手摺に凭れて下を見ていた眼鏡をかけた青年―リョウ・ギンタが呟く。
その視線の先にはなまえ達の姿があった。

「シンドウ・スガタと仲直りでもしたんだろ。表のあいつはそーいうトコ分かり易いからな」

隣で手摺に背を向けて凭れていたツキヒコが言う。

「仲直り?なまえの奴、シンドウ・スガタと喧嘩してたのか?」

「らしいぜ?」

「ツナシ・タクト、か」

「…」

「案外あいつ絆されて銀河美少年について抜けるとか言うかもな」


「…させるかよ」

「ツキヒコ?」

「俺達の計画は止まらない。

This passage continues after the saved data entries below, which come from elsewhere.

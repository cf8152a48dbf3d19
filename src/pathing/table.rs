//! All-pairs hop distances between parcels
//!
//! Each unordered pair gets its own A* search. The searches only read
//! the graph, so large towns fan them out across the rayon pool.

use rayon::prelude::*;
use serde::{Deserialize, Serialize};

use crate::core::error::Result;
use crate::core::types::ParcelId;
use crate::pathing::graph::AdjacencyGraph;
use crate::pathing::search::find_hops;

/// Symmetric hop-count table, written once and read many times
#[derive(Debug, Clone, PartialEq, Eq, Default, Serialize, Deserialize)]
pub struct DistanceTable {
    size: usize,
    hops: Vec<u32>,
}

impl DistanceTable {
    /// Run one search per unordered pair of distinct parcels.
    ///
    /// Above `parallel_threshold` pairs the searches run in parallel.
    pub fn compute(graph: &AdjacencyGraph, parallel_threshold: usize) -> Result<Self> {
        let size = graph.len();
        let pairs: Vec<(ParcelId, ParcelId)> = (0..size as u32)
            .flat_map(|i| (i + 1..size as u32).map(move |j| (ParcelId(i), ParcelId(j))))
            .collect();

        let search = |&(a, b): &(ParcelId, ParcelId)| find_hops(graph, a, b);
        let results: Vec<u32> = if pairs.len() > parallel_threshold {
            pairs.par_iter().map(search).collect::<Result<_>>()?
        } else {
            pairs.iter().map(search).collect::<Result<_>>()?
        };

        let mut hops = vec![0; size * size];
        for (&(a, b), distance) in pairs.iter().zip(results) {
            hops[a.index() * size + b.index()] = distance;
            hops[b.index() * size + a.index()] = distance;
        }

        tracing::debug!(parcels = size, pairs = pairs.len(), "Computed distance table");
        Ok(Self { size, hops })
    }

    pub fn len(&self) -> usize {
        self.size
    }

    pub fn is_empty(&self) -> bool {
        self.size == 0
    }

    /// Hops between two parcels; `None` for parcels outside the table
    #[inline]
    pub fn get(&self, a: ParcelId, b: ParcelId) -> Option<u32> {
        if a.index() >= self.size || b.index() >= self.size {
            return None;
        }
        Some(self.hops[a.index() * self.size + b.index()])
    }

    /// Longest shortest route in the town
    pub fn diameter(&self) -> u32 {
        self.hops.iter().copied().max().unwrap_or(0)
    }
}

#[cfg(test)]
mod tests {
    use super::*;
    use crate::core::types::{Axis, GridCoord, StreetId};
    use crate::layout::parcel::{link_parcels, Parcel};

    fn grid(side: i32) -> Vec<Parcel> {
        let mut parcels = Vec::new();
        for y in 0..side {
            for x in 0..side {
                let id = ParcelId(parcels.len() as u32);
                parcels.push(Parcel::new(
                    id,
                    StreetId(0),
                    100,
                    GridCoord::new(x + 1, y + 1),
                    Axis::EastWest,
                ));
            }
        }
        for y in 0..side {
            for x in 0..side {
                let id = (y * side + x) as u32;
                if x + 1 < side {
                    link_parcels(&mut parcels, ParcelId(id), ParcelId(id + 1));
                }
                if y + 1 < side {
                    link_parcels(&mut parcels, ParcelId(id), ParcelId(id + side as u32));
                }
            }
        }
        parcels
    }

    #[test]
    fn test_grid_distances_are_manhattan() {
        let parcels = grid(4);
        let graph = AdjacencyGraph::from_parcels(&parcels);
        let table = DistanceTable::compute(&graph, usize::MAX).unwrap();
        assert_eq!(table.len(), 16);
        for a in &parcels {
            for b in &parcels {
                assert_eq!(table.get(a.id, b.id), Some(a.manhattan_distance(b)));
            }
        }
        assert_eq!(table.diameter(), 6);
    }

    #[test]
    fn test_parallel_and_sequential_agree() {
        let graph = AdjacencyGraph::from_parcels(&grid(5));
        let sequential = DistanceTable::compute(&graph, usize::MAX).unwrap();
        let parallel = DistanceTable::compute(&graph, 0).unwrap();
        assert_eq!(sequential, parallel);
    }

    #[test]
    fn test_out_of_range_lookup() {
        let graph = AdjacencyGraph::from_parcels(&grid(2));
        let table = DistanceTable::compute(&graph, usize::MAX).unwrap();
        assert_eq!(table.get(ParcelId(0), ParcelId(4)), None);
        assert_eq!(table.get(ParcelId(0), ParcelId(3)), Some(2));
    }
}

そして、その計画にはあいつの力も必要なんだからな」

「計画に必要だからねぇ―」

にやにやと笑みを浮かべるギンタにツキヒコは怪訝そうな顔をする。

「…何だよ。その顔」

「いやぁ?ホントはあいつの事が好きだから抜けて欲しくないって素直に言えば良いのに、とか思っただけだけど?」

「…誰がンな事言ったんだよ。勘違いすんな」

「隠してるつもりかよ。お前見てたらバレバレだって。タケオだって気付いてると思うぜ?」

「ちっ…」

ツキヒコはギンタから顔を逸らすと、あからさまに嫌そうな顔をした。